Beverley Rockett, Untitled, no date. Photograph. The Female Eye/Coup d’œil féminine. Ottawa: National Film Board of Canada Still Photography Division, 1975. Plate 90.
A few months ago, I was perusing a second-hand bookshop on my day off. Somewhere in a pile of books, I came across The Female Eye/Coup d’œil féminine. It was a collection of the work of over 80 female Canadian photographers, composed by Lorraine Monk of the National Film Board in 1975. Ranging from landscape to collage, the male figure, the female figure, intimate family images of all class and colour: I had never seen any of these images or heard of any of these women.
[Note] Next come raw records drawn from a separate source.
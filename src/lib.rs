//! # backchannel
//!
//! **Backchannel** is the async side-channel of a CRUD admin backend: work
//! that must not slow down a request (audit rows, notifications) and realtime
//! push of domain events to connected admin screens.
//!
//! It provides a bounded in-memory work queue drained by one consumer with
//! exponential-backoff retries and a dead-letter sink, plus a broker that fans
//! events out to Server-Sent-Events subscribers with keepalive pings.
//!
//! ## Architecture
//! ### Overview
//! ```text
//!   HTTP handlers                                        admin screens (SSE)
//!      │      │                                                  ▲
//!      │      └── publish(kind, data) ──► Broker ──► mailboxes ──► serve_stream
//!      │                                     (bounded, drop on full)
//!      ▼
//!   enqueue(payload) ──► WorkQueue ──► RetryExecutor ──► Processor
//!   (waits when full)    (FIFO, cap)        │
//!                                           ├─ retry: sleep min(first·factor^(n-1), max)
//!                                           └─ exhausted:
//!                                                ├─► DeadLetterSink ──► DeadLetters
//!                                                └─► ErrorStream ────► ConsumerHandle
//!
//! ┌───────────────────────────────────────────────────────────────────┐
//! │                 Bus (broadcast of RuntimeEvent)                   │
//! └─────────────────────────────────┬─────────────────────────────────┘
//!                                   ▼
//!                        listener ──► ObserverSet
//!                                 ┌──────┼──────┐
//!                                 ▼      ▼      ▼
//!                          Counters  LogWriter  custom
//! ```
//!
//! ### Payload lifecycle
//! ```text
//! Pending ──► Attempting ──► Succeeded
//!                 │
//!                 ├─ retryable, attempt < max ──► Retrying ──► Attempting
//!                 └─ permanent, or attempt = max ──► Exhausted
//! ```
//!
//! ## Features
//! | Area              | Description                                              | Key types / traits                          |
//! |-------------------|----------------------------------------------------------|---------------------------------------------|
//! | **Queue**         | Bounded FIFO with backpressure, single consumer.         | [`WorkQueue`], [`EnqueueOutcome`]           |
//! | **Processing**    | Retry with backoff, tagged failures, dead letters.       | [`Processor`], [`ProcessorFn`], [`RetryPolicy`] |
//! | **Realtime**      | Fan-out to stream subscribers, SSE framing.              | [`Broker`], [`StreamWriter`], [`SseWriter`] |
//! | **Observability** | Runtime events, counters, custom observers.              | [`Observe`], [`Counters`], [`RuntimeEvent`] |
//! | **Errors**        | Typed errors with stable labels.                         | [`ProcessError`], [`QueueError`], [`StreamError`] |
//! | **Configuration** | Defaults and environment overrides.                      | [`Config`]                                  |
//!
//! ## Optional features
//! - `logging`: exports the built-in [`LogWriter`] observer (runtime events → `tracing`).
//!
//! ## Example
//! ```rust
//! use backchannel::{
//!     AuditAction, AuditRecord, Backchannel, Config, Payload, ProcessError, ProcessorFn, RetryPolicy,
//! };
//! use tokio_util::sync::CancellationToken;
//!
//! #[tokio::main(flavor = "current_thread")]
//! async fn main() -> Result<(), Box<dyn std::error::Error>> {
//!     let bc = Backchannel::new(Config::default());
//!
//!     let processor = ProcessorFn::arc("audit", |payload: Payload| async move {
//!         let record = AuditRecord::from_payload(&payload)?;
//!         println!("audit {} {}#{}", record.action.as_str(), record.entity, record.entity_id);
//!         Ok::<_, ProcessError>(())
//!     });
//!     let consumer = bc.start_consumer(processor, RetryPolicy::default()).await?;
//!
//!     let never = CancellationToken::new();
//!     let record = AuditRecord::new(AuditAction::Create, "materials", 1);
//!     let _ = bc.enqueue_audit(&record, &never).await?;
//!
//!     bc.shutdown().await;
//!     consumer.join().await?;
//!     Ok(())
//! }
//! ```

mod audit;
mod broker;
mod core;
mod error;
mod events;
mod executor;
mod observers;
mod payload;
mod policies;
mod queue;

// ---- Public re-exports ----

pub use crate::core::{Backchannel, BackchannelBuilder, Config};
pub use audit::{AuditAction, AuditRecord};
pub use broker::{Broker, BrokerConfig, Event, Frame, SSE_HEADERS, SseWriter, StreamWriter, SubscriberId, Subscription};
pub use error::{ConfigError, ProcessError, QueueError, StreamError};
pub use events::{Bus, EventKind, RuntimeEvent};
pub use executor::{ConsumerHandle, ErrorStream, ExhaustedPayload, Processor, ProcessorFn, ProcessorRef};
pub use observers::{CounterSnapshot, Counters, Observe, ObserverSet};
pub use payload::Payload;
pub use policies::{BackoffPolicy, DEFAULT_FACTOR, JitterPolicy, RetryPolicy};
pub use queue::{DeadLetterSink, DeadLetters, EnqueueOutcome, WorkQueue};

#[cfg(feature = "logging")]
pub use observers::LogWriter;
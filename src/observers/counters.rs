//! # Counters: in-process activity totals
//!
//! [`Counters`] turns runtime events into monotonic totals that an HTTP layer
//! can expose (worker job results, stream client gauge, events per outcome).
//! Drops in the sink, the report stream and subscriber mailboxes show up here.
//!
//! Totals are fed from the runtime bus, so a lagging listener undercounts
//! them (the listener logs how many events it skipped). The exact drop
//! counts live next to the drops: [`Broker::dropped_events`],
//! [`DeadLetterSink::dropped`] and [`ErrorStream::dropped`].
//!
//! [`Broker::dropped_events`]: crate::Broker::dropped_events
//! [`DeadLetterSink::dropped`]: crate::DeadLetterSink::dropped
//! [`ErrorStream::dropped`]: crate::ErrorStream::dropped

use std::sync::atomic::{AtomicU64, Ordering};

use async_trait::async_trait;
use serde::Serialize;

use crate::events::{EventKind, RuntimeEvent};
use crate::observers::Observe;

/// Observer that counts runtime events by outcome.
#[derive(Debug, Default)]
pub struct Counters {
    processed: AtomicU64,
    failed_attempts: AtomicU64,
    exhausted: AtomicU64,
    dead_lettered: AtomicU64,
    dead_letters_dropped: AtomicU64,
    reports_dropped: AtomicU64,
    enqueues_abandoned: AtomicU64,
    events_published: AtomicU64,
    events_dropped: AtomicU64,
    subscribers_joined: AtomicU64,
    subscribers_left: AtomicU64,
}

/// Point-in-time copy of [`Counters`].
#[derive(Debug, Clone, Copy, Default, PartialEq, Eq, Serialize)]
pub struct CounterSnapshot {
    pub processed: u64,
    pub failed_attempts: u64,
    pub exhausted: u64,
    pub dead_lettered: u64,
    pub dead_letters_dropped: u64,
    pub reports_dropped: u64,
    pub enqueues_abandoned: u64,
    pub events_published: u64,
    pub events_dropped: u64,
    /// Stream subscribers currently connected.
    pub active_subscribers: u64,
}

impl Counters {
    #[must_use]
    pub fn new() -> Self {
        Self::default()
    }

    /// Applies one event; returns `false` if the kind is not counted.
    pub fn record(&self, ev: &RuntimeEvent) -> bool {
        let counter = match ev.kind {
            EventKind::PayloadProcessed => &self.processed,
            EventKind::AttemptFailed => &self.failed_attempts,
            EventKind::PayloadExhausted => &self.exhausted,
            EventKind::DeadLettered => &self.dead_lettered,
            EventKind::DeadLetterDropped => &self.dead_letters_dropped,
            EventKind::ReportDropped => &self.reports_dropped,
            EventKind::EnqueueAbandoned => &self.enqueues_abandoned,
            EventKind::EventPublished => &self.events_published,
            EventKind::EventDropped => &self.events_dropped,
            EventKind::SubscriberJoined => &self.subscribers_joined,
            EventKind::SubscriberLeft => &self.subscribers_left,
            _ => return false,
        };
        counter.fetch_add(1, Ordering::Relaxed);
        true
    }

    /// Reads all totals.
    pub fn snapshot(&self) -> CounterSnapshot {
        let load = |c: &AtomicU64| c.load(Ordering::Relaxed);
        let joined = load(&self.subscribers_joined);
        let left = load(&self.subscribers_left);
        CounterSnapshot {
            processed: load(&self.processed),
            failed_attempts: load(&self.failed_attempts),
            exhausted: load(&self.exhausted),
            dead_lettered: load(&self.dead_lettered),
            dead_letters_dropped: load(&self.dead_letters_dropped),
            reports_dropped: load(&self.reports_dropped),
            enqueues_abandoned: load(&self.enqueues_abandoned),
            events_published: load(&self.events_published),
            events_dropped: load(&self.events_dropped),
            active_subscribers: joined.saturating_sub(left),
        }
    }
}

#[async_trait]
impl Observe for Counters {
    async fn on_event(&self, ev: &RuntimeEvent) {
        self.record(ev);
    }

    fn name(&self) -> &'static str {
        "counters"
    }
}
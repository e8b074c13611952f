//! In-memory channels: the work queue and the dead-letter sink.
//!
//! - [`WorkQueue`] bounded FIFO from producers to the single consumer
//! - [`DeadLetterSink`] bounded, non-blocking holding area for exhausted payloads
//!
//! Both are memory-only: anything not yet processed is lost on crash.

mod dead_letter;
mod work_queue;

pub use dead_letter::{DeadLetterSink, DeadLetters};
pub use work_queue::{EnqueueOutcome, WorkQueue};
pub(crate) use work_queue::QueueReceiver;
There were no titles or dates, only a list of photographer names at the back.
Later, I turned to Google to research these artists. Most of what came up were Facebook profiles, wedding photographers, and a lot of blank National Gallery profiles; only a very few searches turned up the work I was looking for. It filled me with sorrow that The Female Eye/Coup d’œil feminine, while at the time a tribute to International Women’s Year, had been closed in some sense. It had become evidence of lost histories, women who have disappeared from Canada’s art history for whatever reason, perhaps due to changes in technology since 1975. And so, to me, it has become a mausoleum for the individuals on a greater scale who have slipped through the fingers of a distracted world.
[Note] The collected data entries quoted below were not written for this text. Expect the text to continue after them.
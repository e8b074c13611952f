//! # Core observer trait
//!
//! [`Observe`] is the extension point for plugging metrics, alerting or audit
//! sinks into the runtime. Each observer is driven by a dedicated worker loop
//! fed by a bounded queue owned by the [`ObserverSet`](crate::ObserverSet).
//!
//! ## Contract
//! - Implementations may be slow (I/O, batching); they never block the queue,
//!   the executor or the broker.
//! - Each observer declares its preferred queue capacity via
//!   [`Observe::queue_capacity`]. On overflow the event is dropped for that
//!   observer and an `ObserverOverflow` event is published.
//!
//! ## Example
//! ```rust
//! use backchannel::{EventKind, Observe, RuntimeEvent};
//! use std::sync::atomic::{AtomicU64, Ordering};
//!
//! #[derive(Default)]
//! struct DeadLetterAlarm(AtomicU64);
//!
//! #[async_trait::async_trait]
//! impl Observe for DeadLetterAlarm {
//!     async fn on_event(&self, ev: &RuntimeEvent) {
//!         if ev.kind == EventKind::DeadLettered {
//!             self.0.fetch_add(1, Ordering::Relaxed);
//!         }
//!     }
//!     fn name(&self) -> &'static str { "dead-letter-alarm" }
//! }
//! ```

use async_trait::async_trait;

use crate::events::RuntimeEvent;

/// Contract for runtime-event observers.
#[async_trait]
pub trait Observe: Send + Sync + 'static {
    /// Handles a single event.
    async fn on_event(&self, event: &RuntimeEvent);

    /// Human-readable name (for logs/metrics).
    fn name(&self) -> &'static str {
        std::any::type_name::<Self>()
    }

    /// Preferred capacity of this observer's queue.
    fn queue_capacity(&self) -> usize {
        1024
    }
}
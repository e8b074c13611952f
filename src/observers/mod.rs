//! # Observers of runtime events.
//!
//! Observers receive every [`RuntimeEvent`](crate::RuntimeEvent) published on
//! the runtime [`Bus`](crate::events::Bus), each through its own bounded queue.
//!
//! ## Architecture
//! ```text
//! WorkQueue / RetryExecutor / Broker ── publish ──► Bus ──► listener ──► ObserverSet
//!                                                                          │
//!                                                        ┌─────────────────┼──────────────┐
//!                                                        ▼                 ▼              ▼
//!                                                    Counters          LogWriter       custom
//! ```

#[cfg(feature = "logging")]
mod embedded;

mod counters;
mod observe;
mod observer_set;

pub use counters::{CounterSnapshot, Counters};
#[cfg(feature = "logging")]
pub use embedded::LogWriter;
pub use observe::Observe;
pub use observer_set::ObserverSet;
pub(crate) use observer_set::panic_message;
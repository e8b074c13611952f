//! # Built-in observers
//!
//! - [`LogWriter`]: forwards runtime events to `tracing` (feature `logging`).

mod log;

pub use log::LogWriter;
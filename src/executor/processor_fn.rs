//! # Function-backed processor (`ProcessorFn`)
//!
//! [`ProcessorFn`] wraps a closure `F: Fn(Payload) -> Fut`, producing a fresh
//! future per attempt. The payload is a cheap clone, so the future owns it.
//! Shared state goes into the closure explicitly (`Arc<...>`).
//!
//! ## Example
//! ```rust
//! use backchannel::{Payload, ProcessError, ProcessorFn, ProcessorRef};
//!
//! let p: ProcessorRef = ProcessorFn::arc("audit", |payload: Payload| async move {
//!     if payload.is_empty() {
//!         return Err(ProcessError::permanent("empty"));
//!     }
//!     Ok(())
//! });
//!
//! assert_eq!(p.name(), "audit");
//! ```

use std::borrow::Cow;
use std::future::Future;
use std::sync::Arc;

use async_trait::async_trait;

use crate::error::ProcessError;
use crate::executor::processor::Processor;
use crate::payload::Payload;

/// Function-backed processor.
#[derive(Debug)]
pub struct ProcessorFn<F> {
    name: Cow<'static, str>,
    f: F,
}

impl<F> ProcessorFn<F> {
    /// Prefer [`ProcessorFn::arc`] when you immediately need a [`ProcessorRef`](crate::ProcessorRef).
    pub fn new(name: impl Into<Cow<'static, str>>, f: F) -> Self {
        Self {
            name: name.into(),
            f,
        }
    }

    pub fn arc(name: impl Into<Cow<'static, str>>, f: F) -> Arc<Self> {
        Arc::new(Self::new(name, f))
    }
}

#[async_trait]
impl<F, Fut> Processor for ProcessorFn<F>
where
    F: Fn(Payload) -> Fut + Send + Sync + 'static,
    Fut: Future<Output = Result<(), ProcessError>> + Send + 'static,
{
    fn name(&self) -> &str {
        &self.name
    }

    async fn process(&self, payload: &Payload) -> Result<(), ProcessError> {
        (self.f)(payload.clone()).await
    }
}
The work in this issue is so much about sculpting these lost presences. Constructing the presences of trees, Luba Diduch and Fay Stevens record and observe two trees, one in Calgary and one in Bath, UK. Kevin Rice and Lindsay McIntyre discuss film as multi-dimensional sculpture, and Alana Conway with Julia Peristerakis of the Canadian Museum for Human Rights, talk about film as a medium of empathy. To sculpt any presence, I think, is an innately empathetic gesture.
And gestures repeat themselves throughout time. As Nicole Kelly Westman and Suzanne Kite demonstrate in this issue, time exists as a circle. The photograph titling this issue, Mr. Korzun (Age 101), Hôpital Notre-Dame-de-la-Merci, Montreal—one of the only images I could track down online from The Female Eye/Coup d’œil féminine—is by Claire Beaugrand-Champagne, considered the first female press photographer in Quebec. I recognize Mr. Korzun’s gesture as a pose I have done only at the most affecting moments in my life. As we continue on, renaming and reinterpreting the same occurrences, Mr. Korzun’s gesture—what once was a gesture of the overwhelmed—could now be described with an oversimplified facepalm emoji. While the gesture itself remains the same, the depth and complexity of feeling is left out of it, memified.
It looks to be Mr. Korzun’s birthday—it was my birthday this week too. Considering Nicole’s piece and linear time as a colonial tool for “repressing the values and systems of knowledge held by cultures outside of the majority,” I wonder if the celebration of existence in relation to time spent is ridiculous if time isn’t linear. Canada has been under one dominion for 150 years. I am wondering: Is it finished. Is the colonial takeover finished, or is it simply cycling, as time does? Does religious authority or governmental authority still maintain the right to systematically snuff out cultures, to deny human rights? There is a Soviet Union flag in Mr. Korzun’s cake, not a Canadian one. If history is a circle, my question is—how can we sculpt into being again a point in our history worthy of cycling into existence? Was there ever a point worthy?
‘The finished work’ may have never existed, and perhaps ‘high’ and ‘low’ art should only be defined as a point on a Minkowski spacetime diagram—at one place for one viewer, and in another place for another viewer. If this it true, maybe art has enough mediums to describe all the dimensions of presence, presence as it relates to empathy. Bruce Russell discusses Colin Miner’s work in this issue in a way that I think resonates with this, saying, “The notion of ‘available light’—the apprehension of the observed image—seems to be a metaphor for disclosure, occlusion, and even criticality . . .” We view with whatever light is available to us. Diligence in our knowledge-gathering and archiving on an independent and systemic level can revive female photographers, knowledge systems, and reassign value to old methods for art-making and thinking. We have the opportunity to sculpt new perspectives from the good things that already exist in the cycle of history.